(ACTION ITEM) The line containing "let total = results.len();" marks the start; return it and every line after it in the listing below, exactly, through the last.
RECORDS FOR THIS TASK Block Start
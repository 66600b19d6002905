//! # trip-runner
//!
//! Drives a root agent for one user turn: loads the session, builds the
//! invocation context, streams events back and persists them.

mod context;
mod runner;

pub use context::{InvocationContext, MutableSession};
pub use runner::{Runner, RunnerConfig};
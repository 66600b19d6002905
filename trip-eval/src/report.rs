//! Validation results
//!
//! Structures for representing and formatting the outcome of test cases.

use serde::{Deserialize, Serialize};
use std::collections::BTreeMap;
use std::time::Duration;

/// Report for a batch of test cases
#[derive(Debug, Clone, Serialize, Deserialize)]
pub struct ValidationReport {
    pub run_id: String,
    pub started_at: chrono::DateTime<chrono::Utc>,
    pub completed_at: chrono::DateTime<chrono::Utc>,
    pub results: Vec<CaseResult>,
    pub summary: ValidationSummary,
}

impl ValidationReport {
    pub fn new(results: Vec<CaseResult>, started_at: chrono::DateTime<chrono::Utc>) -> Self {
        let summary = ValidationSummary::from_results(&results);
        Self {
            run_id: uuid::Uuid::new_v4().to_string(),
            started_at,
            completed_at: chrono::Utc::now(),
            results,
            summary,
        }
    }

    pub fn all_passed(&self) -> bool {
        self.summary.failed == 0
    }

    pub fn failures(&self) -> Vec<&CaseResult> {
        self.results.iter().filter(|r| !r.passed).collect()
    }

    /// Format as a human-readable string
    pub fn format_summary(&self) -> String {
        let mut output = String::new();
        output.push_str(&format!("Trace Validation: {}\n", self.run_id));
        output.push_str(&format!(
            "  Total: {}  Passed: {}  Failed: {}  Pass Rate: {:.1}%\n",
            self.summary.total,
            self.summary.passed,
            self.summary.failed,
            self.summary.pass_rate * 100.0
        ));

        for result in self.failures() {
            output.push_str(&format!("\nFAILED {}\n", result.case_id));
            for failure in &result.failures {
                output.push_str(&format!("  - {}\n", failure.format()));
            }
        }
        output
    }

    pub fn to_json(&self) -> Result<String, serde_json::Error> {
        serde_json::to_string_pretty(self)
    }
}

#[derive(Debug, Clone, Default, PartialEq, Serialize, Deserialize)]
pub struct ValidationSummary {
    pub total: usize,
    pub passed: usize,
    pub failed: usize,
    /// Pass rate (0.0 - 1.0)
    pub pass_rate: f64,
}

impl ValidationSummary {
    pub fn from_results(results: &[CaseResult]) -> Self {
        let total = results.len();
        let passed = results.iter().filter(|r| r.passed).count();
        let pass_rate = if total > 0 { passed as f64 / total as f64 } else { 0.0 };
        Self { total, passed, failed: total - passed, pass_rate }
    }
}

/// Result for a single test case
#[derive(Debug, Clone, Serialize, Deserialize)]
pub struct CaseResult {
    /// The case's first request, used as its identifier
    pub case_id: String,
    pub passed: bool,
    /// Scores computed along the way, keyed by check
    pub scores: BTreeMap<String, f64>,
    pub failures: Vec<Failure>,
    pub duration: Duration,
}

impl CaseResult {
    pub fn new(
        case_id: &str,
        scores: BTreeMap<String, f64>,
        failures: Vec<Failure>,
        duration: Duration,
    ) -> Self {
        Self {
            case_id: case_id.to_string(),
            passed: failures.is_empty(),
            scores,
            failures,
            duration,
        }
    }
}

/// A check that did not hold
#[derive(Debug, Clone, PartialEq, Serialize, Deserialize)]
pub struct Failure {
    /// What was checked, e.g. `test_output` or a span label
    pub check: String,
    pub message: String,
}

impl Failure {
    pub fn new(check: impl Into<String>, message: impl Into<String>) -> Self {
        Self { check: check.into(), message: message.into() }
    }

    pub fn format(&self) -> String {
        format!("{}: {}", self.check, self.message)
    }
}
RECORDS FOR THIS TASK Block End
(SOLUTION TO THE EXERCISE)
        let total = results.len();
        let passed = results.iter().filter(|r| r.passed).count();
        let pass_rate = if total > 0 { passed as f64 / total as f64 } else { 0.0 };
        Self { total, passed, failed: total - passed, pass_rate }
    }
}

/// Result for a single test case
#[derive(Debug, Clone, Serialize, Deserialize)]
pub struct CaseResult {
    /// The case's first request, used as its identifier
    pub case_id: String,
    pub passed: bool,
    /// Scores computed along the way, keyed by check
    pub scores: BTreeMap<String, f64>,
    pub failures: Vec<Failure>,
    pub duration: Duration,
}

impl CaseResult {
    pub fn new(
        case_id: &str,
        scores: BTreeMap<String, f64>,
        failures: Vec<Failure>,
        duration: Duration,
    ) -> Self {
        Self {
            case_id: case_id.to_string(),
            passed: failures.is_empty(),
            scores,
            failures,
            duration,
        }
    }
}

/// A check that did not hold
#[derive(Debug, Clone, PartialEq, Serialize, Deserialize)]
pub struct Failure {
    /// What was checked, e.g. `test_output` or a span label
    pub check: String,
    pub message: String,
}

impl Failure {
    pub fn new(check: impl Into<String>, message: impl Into<String>) -> Self {
        Self { check: check.into(), message: message.into() }
    }

    pub fn format(&self) -> String {
        format!("{}: {}", self.check, self.message)
    }
}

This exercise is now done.